At
UNGA's Surreal
Stakeout,
Swiss Small 5
Lost in
Translation,
Morocco Runs
By
Matthew
Russell Lee
UNITED
NATIONS,
September 25
-- Even penned
in cavernous
Conference
Room 1
during a badly
administered
first day of
the UN General
Debate,
opportunities
that seem
potentially
newsworthy
crop up
unexpected.
Between
scheduled
"media
availability"
stakeouts by
Julia Gillard
of Australia
and
Guatemala's
president,
Switzerland's
president
Eveline
Widmer-Schlumpf
appeared on UN
Television
speaking at
the stakeout
microphone.
After
first her
answers were
in German. But
then an
Australian
journalist
asked if
Europeans
would vote, in
the current
Security
Council seat
race, for
Luxembourg and
Finland rather
than
Australia.
She declined
this question,
but
half-answered
the next one,
about Obama or
Romney.
She said they
would be the
same on banks,
that she has a
preference
but will not
say it.
As
she responded
to a question
about
sanctions on
Iran, Inner
City Press
ran from the
Media Center
along a
corridor of
blue painted
barricades
to the
stakeout and
asked a Swiss
question: does
the "Small
Five"
effort to
reform the
Security
Council's
working
methods
survive its
withdrawal
earlier this
year?
To
be diplomatic,
it seems the
question was
misheard.
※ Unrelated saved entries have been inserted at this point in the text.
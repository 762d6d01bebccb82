use std::fs::File;
use std::io::{BufWriter, Write};
use std::path::{Path, PathBuf};

use log::{debug, info};

use crate::chart::{ChartFormat, ChartOptions, render_chart};
use crate::constants::{OUTPUT_PREFIX, OUTPUT_SUBDIR};
use crate::dataset::Dataset;
use crate::error::{PlotError, Result};

/// `{root}/Experiments/batch_result_{index}.{ext}`
pub fn output_path(root: &Path, dataset_index: u8, format: ChartFormat) -> PathBuf {
    root.join(OUTPUT_SUBDIR).join(format!(
        "{}{}.{}",
        OUTPUT_PREFIX,
        dataset_index,
        format.extension()
    ))
}

/// Renders the chart into `path`.
///
/// The parent directory must exist unless `create_dirs` is set.
pub fn save_chart(
    dataset: &Dataset,
    opt: &ChartOptions,
    format: ChartFormat,
    path: &Path,
    create_dirs: bool,
) -> Result<()> {
    if create_dirs && let Some(dir) = path.parent() {
        debug!("Creating output directory: {}", dir.display());
        std::fs::create_dir_all(dir).map_err(|e| PlotError::CreateDir {
            path: dir.to_path_buf(),
            source: e,
        })?;
    }

    let file = File::create(path).map_err(|e| PlotError::CreateFile {
        path: path.to_path_buf(),
        source: e,
    })?;
    let mut writer = BufWriter::new(file);
    render_chart(dataset, opt, format, &mut writer)?;
    writer.flush()?;

    info!("Chart saved to: {}", path.display());
    Ok(())
}
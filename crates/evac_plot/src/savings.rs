use crate::dataset::{Dataset, Method};
use crate::error::{PlotError, Result};

use serde::Serialize;
use std::fmt;
use std::fs::File;
use std::io::{BufWriter, Write};
use std::path::Path;

/// Relative reduction of `candidate` against `baseline`, in percent.
///
/// `baseline == 0` is not guarded: the result is the IEEE value (inf or NaN).
pub fn percent_savings(candidate: f64, baseline: f64) -> f64 {
    (baseline - candidate) / baseline * 100.0
}

/// One printed comparison: a candidate method against one or more baselines
#[derive(Debug, Clone, PartialEq, Serialize)]
pub struct Comparison {
    pub demand_index: usize,
    pub vehicles: u32,
    pub label: String,
    pub candidate: Method,
    pub baselines: Vec<Method>,
    /// Savings in percent, aligned with `baselines`
    pub savings: Vec<f64>,
}

impl fmt::Display for Comparison {
    fn fmt(&self, f: &mut fmt::Formatter<'_>) -> fmt::Result {
        write!(f, "Demand {} {}", self.demand_index, self.label)?;
        for value in &self.savings {
            write!(f, " {}", value)?;
        }
        Ok(())
    }
}

#[derive(Debug, Clone, PartialEq, Serialize)]
pub struct SavingsReport {
    pub dataset_index: u8,
    pub comparisons: Vec<Comparison>,
}

/// (label, candidate, baselines) printed for every demand level
const COMPARISONS: [(&str, Method, &[Method]); 3] = [
    ("BFST", Method::Bfst, &[Method::Fifo, Method::IDfst]),
    (
        "BFST-DynaLane",
        Method::BfstDynaLane,
        &[Method::Fifo, Method::IDfst],
    ),
    (
        "BFST-DynaLane over BFST",
        Method::BfstDynaLane,
        &[Method::Bfst],
    ),
];

impl SavingsReport {
    pub fn from_dataset(dataset: &Dataset) -> Self {
        let mut comparisons = Vec::with_capacity(dataset.num_demands() * COMPARISONS.len());

        for (i, &vehicles) in dataset.demand_levels.iter().enumerate() {
            for (label, candidate, baselines) in COMPARISONS {
                let savings = baselines
                    .iter()
                    .map(|&b| percent_savings(dataset.time(candidate, i), dataset.time(b, i)))
                    .collect();
                comparisons.push(Comparison {
                    demand_index: i,
                    vehicles,
                    label: label.to_string(),
                    candidate,
                    baselines: baselines.to_vec(),
                    savings,
                });
            }
        }

        Self {
            dataset_index: dataset.index,
            comparisons,
        }
    }

    /// Writes one line per comparison
    pub fn write_to<W: Write>(&self, w: &mut W) -> std::io::Result<()> {
        for comparison in &self.comparisons {
            writeln!(w, "{}", comparison)?;
        }
        Ok(())
    }

    pub fn save_json<P: AsRef<Path>>(&self, path: P) -> Result<()> {
        let path = path.as_ref();
        let file = File::create(path).map_err(|source| PlotError::CreateFile {
            path: path.to_path_buf(),
            source,
        })?;
        let mut writer = BufWriter::new(file);
        serde_json::to_writer_pretty(&mut writer, self)?;
        writer.flush()?;
        Ok(())
    }
}

#[cfg(test)]
mod tests {
    use super::*;
    use tempfile::TempDir;

    const EPS: f64 = 1e-9;

    #[test]
    fn test_percent_savings_formula() {
        let pairs = [(36.0043, 43.6323), (1.0, 4.0), (5.0, 2.0), (153.637, 209.035)];
        for (c, b) in pairs {
            assert!((percent_savings(c, b) - (b - c) / b * 100.0).abs() < EPS);
        }
        assert!((percent_savings(1.0, 4.0) - 75.0).abs() < EPS);
        assert!((percent_savings(5.0, 2.0) + 150.0).abs() < EPS);
    }

    #[test]
    fn test_percent_savings_identities() {
        for x in [0.5, 1.0, 43.6323, 829.554] {
            assert_eq!(percent_savings(x, x), 0.0);
            assert_eq!(percent_savings(0.0, x), 100.0);
        }
    }

    #[test]
    fn test_percent_savings_examples() {
        assert!((percent_savings(36.0043, 43.6323) - 17.4824).abs() < 1e-3);
        assert!((percent_savings(35.5668, 209.035) - 82.985).abs() < 1e-3);
    }

    #[test]
    fn test_percent_savings_zero_baseline() {
        assert_eq!(percent_savings(1.0, 0.0), f64::NEG_INFINITY);
        assert!(percent_savings(0.0, 0.0).is_nan());
    }

    #[test]
    fn test_report_shape() {
        let ds = Dataset::embedded(1).unwrap();
        let report = SavingsReport::from_dataset(&ds);

        assert_eq!(report.dataset_index, 1);
        assert_eq!(report.comparisons.len(), 12);
        for (n, c) in report.comparisons.iter().enumerate() {
            assert_eq!(c.demand_index, n / 3);
            assert_eq!(c.savings.len(), c.baselines.len());
        }
        assert_eq!(report.comparisons[3].vehicles, 50);
    }

    #[test]
    fn test_report_values() {
        let ds = Dataset::embedded(1).unwrap();
        let report = SavingsReport::from_dataset(&ds);

        let bfst = &report.comparisons[0];
        assert_eq!(bfst.candidate, Method::Bfst);
        assert_eq!(bfst.savings[0], percent_savings(36.0043, 43.6323));
        assert_eq!(bfst.savings[1], percent_savings(36.0043, 42.7616));

        let over = &report.comparisons[11];
        assert_eq!(over.label, "BFST-DynaLane over BFST");
        assert_eq!(over.baselines, vec![Method::Bfst]);
        assert_eq!(over.savings, vec![percent_savings(528.281, 573.806)]);
    }

    #[test]
    fn test_report_lines() {
        let ds = Dataset::embedded(2).unwrap();
        let report = SavingsReport::from_dataset(&ds);

        let mut out = Vec::new();
        report.write_to(&mut out).unwrap();
        let text = String::from_utf8(out).unwrap();
        let lines: Vec<&str> = text.lines().collect();

        assert_eq!(lines.len(), 12);
        assert!(lines[0].starts_with("Demand 0 BFST "));
        assert!(lines[1].starts_with("Demand 0 BFST-DynaLane "));
        assert!(lines[2].starts_with("Demand 0 BFST-DynaLane over BFST "));
        assert!(lines[11].starts_with("Demand 3 BFST-DynaLane over BFST "));
        assert_eq!(lines[0].split(' ').count(), 5);
        assert_eq!(lines[2].split(' ').count(), 6);

        let expected = percent_savings(34.487, 41.1972);
        assert_eq!(lines[0].split(' ').nth(3), Some(expected.to_string().as_str()));
    }

    #[test]
    fn test_save_json() {
        let temp_dir = TempDir::new().unwrap();
        let path = temp_dir.path().join("savings.json");
        let report = SavingsReport::from_dataset(&Dataset::embedded(1).unwrap());

        report.save_json(&path).unwrap();

        let value: serde_json::Value =
            serde_json::from_str(&std::fs::read_to_string(&path).unwrap()).unwrap();
        assert_eq!(value["dataset_index"], 1);
        assert_eq!(value["comparisons"][0]["candidate"], "BFST");
        assert_eq!(value["comparisons"][0]["baselines"][1], "iDFST");
    }

    #[test]
    fn test_save_json_missing_directory() {
        let temp_dir = TempDir::new().unwrap();
        let path = temp_dir.path().join("missing").join("savings.json");
        let report = SavingsReport::from_dataset(&Dataset::embedded(2).unwrap());

        match report.save_json(&path) {
            Err(PlotError::CreateFile { path: p, source }) => {
                assert_eq!(p, path);
                assert_eq!(source.kind(), std::io::ErrorKind::NotFound);
            }
            other => panic!("Expected CreateFile error, got {other:?}"),
        }
        assert!(!path.exists());
    }
}
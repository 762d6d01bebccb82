use crate::constants::{DEMAND_LEVELS, EXPECTED_DEMAND_HEADER, METHOD_COLORS};
use crate::error::{PlotError, Result};

use csv::{ReaderBuilder, StringRecord, Trim};
use serde::Serialize;
use std::io::Read;
use std::path::Path;
use std::str::FromStr;
use strum::IntoEnumIterator;
use strum_macros::{EnumIter, EnumString};

/// Intersection scheduling method, in chart/legend order.
///
/// Parsing accepts both the display name and the scheduler identifier used by the batch tests.
#[derive(
    Debug, Clone, Copy, PartialEq, Eq, Hash, Serialize, EnumIter, EnumString, strum_macros::Display,
)]
#[strum(ascii_case_insensitive)]
pub enum Method {
    #[strum(to_string = "FIFO", serialize = "fifo")]
    #[serde(rename = "FIFO")]
    Fifo,
    #[strum(to_string = "iDFST", serialize = "dfs")]
    #[serde(rename = "iDFST")]
    IDfst,
    #[strum(to_string = "BFST", serialize = "bfs")]
    #[serde(rename = "BFST")]
    Bfst,
    #[strum(to_string = "BFST-DynaLane", serialize = "dynamic_lane")]
    #[serde(rename = "BFST-DynaLane")]
    BfstDynaLane,
}

impl Method {
    /// Position in the parallel arrays
    pub fn index(self) -> usize {
        self as usize
    }

    pub fn color(self) -> &'static str {
        METHOD_COLORS[self.index()]
    }

    pub fn parse(label: &str) -> Result<Self> {
        Method::from_str(label.trim()).map_err(|_| PlotError::UnknownMethod(label.to_string()))
    }
}

/// Evacuation times of one method, one value per demand level
#[derive(Debug, Clone, PartialEq, Serialize)]
pub struct Series {
    pub method: Method,
    pub times: Vec<f64>,
}

#[derive(Debug, Clone, PartialEq, Serialize)]
pub struct Dataset {
    /// Selector used in the output file name
    pub index: u8,
    pub demand_levels: Vec<u32>,
    pub series: Vec<Series>,
}

const DATASET_1: [[f64; 4]; 4] = [
    [43.6323, 209.035, 416.039, 829.554],
    [42.7616, 180.053, 347.014, 678.973],
    [36.0043, 153.637, 295.618, 573.806],
    [35.5668, 145.853, 275.698, 528.281],
];

const DATASET_2: [[f64; 4]; 4] = [
    [41.1972, 194.535, 386.207, 769.571],
    [40.2591, 160.914, 304.321, 588.337],
    [34.487, 140.935, 267.777, 514.957],
    [31.9797, 121.024, 223.917, 425.121],
];

impl Dataset {
    /// Returns one of the embedded experiment results (1 or 2)
    pub fn embedded(index: u8) -> Result<Self> {
        let rows = match index {
            1 => &DATASET_1,
            2 => &DATASET_2,
            _ => return Err(PlotError::UnknownDataset(index)),
        };

        let series = Method::iter()
            .zip(rows.iter())
            .map(|(method, times)| Series {
                method,
                times: times.to_vec(),
            })
            .collect();

        let dataset = Self {
            index,
            demand_levels: DEMAND_LEVELS.to_vec(),
            series,
        };
        dataset.validate()?;
        Ok(dataset)
    }

    /// Checks that the parallel arrays line up: every method present in order,
    /// and one value per demand level in each series.
    pub fn validate(&self) -> Result<()> {
        if self.demand_levels.is_empty() {
            return Err(PlotError::EmptyDataset);
        }

        if self.series.len() != Method::iter().count() {
            return Err(PlotError::LengthMismatch {
                method: "(series)".to_string(),
                expected: Method::iter().count(),
                got: self.series.len(),
            });
        }

        for (position, (expected, series)) in Method::iter().zip(&self.series).enumerate() {
            if series.method != expected {
                return Err(PlotError::MethodOrder {
                    position,
                    expected: expected.to_string(),
                    got: series.method.to_string(),
                });
            }
            if series.times.len() != self.demand_levels.len() {
                return Err(PlotError::LengthMismatch {
                    method: series.method.to_string(),
                    expected: self.demand_levels.len(),
                    got: series.times.len(),
                });
            }
        }
        Ok(())
    }

    pub fn times(&self, method: Method) -> &[f64] {
        &self.series[method.index()].times
    }

    /// Evacuation time of `method` at demand index `i`
    pub fn time(&self, method: Method, i: usize) -> f64 {
        self.times(method)[i]
    }

    pub fn num_demands(&self) -> usize {
        self.demand_levels.len()
    }

    /// Largest time among the first `n` series
    pub fn max_time(&self, n: usize) -> f64 {
        self.series
            .iter()
            .take(n)
            .flat_map(|s| s.times.iter().copied())
            .fold(0.0, f64::max)
    }
}

/// Reads a dataset from a CSV file
///
/// # Arguments
/// * `path` - CSV with a `Demand` column followed by one column per method
/// * `index` - Selector used for the output file name
///
/// # Errors
/// Returns error if the file cannot be read, a method column is missing or
/// duplicated, or a value is not a number
pub fn read_dataset_csv<P: AsRef<Path>>(path: P, index: u8) -> Result<Dataset> {
    let file = std::fs::File::open(path)?;
    read_dataset_from_reader(file, index)
}

pub fn read_dataset_from_reader<R: Read>(reader: R, index: u8) -> Result<Dataset> {
    let mut rdr = ReaderBuilder::new()
        .has_headers(true)
        .trim(Trim::All)
        .from_reader(reader);

    let headers = rdr.headers()?.clone();
    let columns = method_columns(&headers)?;

    let mut demand_levels = Vec::new();
    let mut times: Vec<Vec<f64>> = vec![Vec::new(); columns.len()];

    for (i, record) in rdr.records().enumerate() {
        let record = record?;
        // header is row 1
        let row = i + 2;

        let demand_str = record.get(0).unwrap_or("");
        let demand = demand_str.parse::<u32>().map_err(|_| PlotError::ValueParse {
            row,
            column: EXPECTED_DEMAND_HEADER.to_string(),
            value: demand_str.to_string(),
        })?;
        demand_levels.push(demand);

        for (method_idx, &col) in columns.iter().enumerate() {
            let value_str = record.get(col).unwrap_or("");
            // times are seconds: finite and non-negative
            let value = value_str
                .parse::<f64>()
                .ok()
                .filter(|v| v.is_finite() && *v >= 0.0)
                .ok_or_else(|| PlotError::ValueParse {
                    row,
                    column: headers.get(col).unwrap_or("").to_string(),
                    value: value_str.to_string(),
                })?;
            times[method_idx].push(value);
        }
    }

    if demand_levels.is_empty() {
        return Err(PlotError::EmptyDataset);
    }

    let series = Method::iter()
        .zip(times)
        .map(|(method, times)| Series { method, times })
        .collect();

    let dataset = Dataset {
        index,
        demand_levels,
        series,
    };
    dataset.validate()?;
    Ok(dataset)
}

/// Maps each method (in enum order) to its CSV column
fn method_columns(headers: &StringRecord) -> Result<Vec<usize>> {
    match headers.get(0) {
        Some(h) if h.eq_ignore_ascii_case(EXPECTED_DEMAND_HEADER) => {}
        other => {
            return Err(PlotError::CsvHeader(format!(
                "first column must be '{}', got '{}'",
                EXPECTED_DEMAND_HEADER,
                other.unwrap_or("")
            )));
        }
    }

    let mut columns: Vec<Option<usize>> = vec![None; Method::iter().count()];
    for (col, label) in headers.iter().enumerate().skip(1) {
        let method = Method::parse(label)?;
        let slot = &mut columns[method.index()];
        if slot.is_some() {
            return Err(PlotError::CsvHeader(format!("duplicate column for {}", method)));
        }
        *slot = Some(col);
    }

    Method::iter()
        .zip(columns)
        .map(|(method, col)| {
            col.ok_or_else(|| PlotError::CsvHeader(format!("missing column for {}", method)))
        })
        .collect()
}
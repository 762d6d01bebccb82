pub mod chart;
pub mod config;
pub mod constants;
pub mod dataset;
pub mod error;
pub mod output;
pub mod savings;
pub mod viewer;

pub use chart::{ChartFormat, ChartOptions, Scene, build_bar_chart, render_chart};
pub use config::{Config, Overrides, PlotConfig};
pub use constants::{DEMAND_LEVELS, METHOD_COLORS};
pub use dataset::{Dataset, Method, Series, read_dataset_csv};
pub use error::{PlotError, Result};
pub use output::{output_path, save_chart};
pub use savings::{Comparison, SavingsReport, percent_savings};
//! Session configuration.

use crate::error::SyncResult;
use serde::{Deserialize, Serialize};
use std::time::Duration;

/// Timeouts and store layout for a pairing session.
///
/// Every field has a default, so a JSON file only needs the values it
/// overrides.
#[derive(Debug, Clone, PartialEq, Eq, Serialize, Deserialize)]
#[serde(default)]
pub struct SessionConfig {
    /// How long discovery waits for a partner (ms).
    pub discovery_timeout_ms: u64,
    /// How long hosting/resolving may take before giving up (ms).
    pub pairing_timeout_ms: u64,
    /// Store path under which rooms are created.
    pub rooms_root: String,
    /// Store path holding the code of the shared rendezvous room.
    pub global_room_path: String,
    /// Display name written into new rooms.
    pub display_name: String,
}

impl Default for SessionConfig {
    fn default() -> Self {
        Self {
            discovery_timeout_ms: 10_000,
            pairing_timeout_ms: 60_000,
            rooms_root: "rooms".to_string(),
            global_room_path: "global_room_0".to_string(),
            display_name: "Shared Line".to_string(),
        }
    }
}

impl SessionConfig {
    /// Parses a config from JSON, filling missing fields with defaults.
    pub fn from_json(json: &str) -> SyncResult<Self> {
        Ok(serde_json::from_str(json)?)
    }

    pub fn discovery_timeout(&self) -> Duration {
        Duration::from_millis(self.discovery_timeout_ms)
    }

    pub fn pairing_timeout(&self) -> Duration {
        Duration::from_millis(self.pairing_timeout_ms)
    }
}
She
answered
"2022,"
apparently
that
Switzerland is
running for a
Security
Council seat
in a decade's
time. She
called it a
"one
year term,"
when the terms
are for two
years.
Afterward
a
spokesman told
Inner City
Press, "you
can't use
that." If
agreed in
advance, Inner
City Press
always
respects that.
But in this
case, the
comments were
already
broadcast on
UN Television.
And this comes
shortly after
hoopla about
Switzerland's
ten years in
the UN -- click here for
decade's
review by
Inner City
Press. For the
record, Inner
City Press has
had praise for
the Swiss
Mission to the
UN and related
community. But
answers to
questions on
UN TV are for
use.
Minutes
later
the foreign
minister of
Morocco
Saad-Eddine El
Othmani
appeared.
Inner City
Press has
previously filmed Q&A
with him,
and this time
ran to the
stakeout as
for
Switzerland's
president.
But
this
time a signal
was given and
the media
availability
abruptly
called to a
close. There
are questions.
Hey, it might
have been a
softball about
Morocco's
position on a
UN envoy for
the Sahel.
Maybe --watch
this site.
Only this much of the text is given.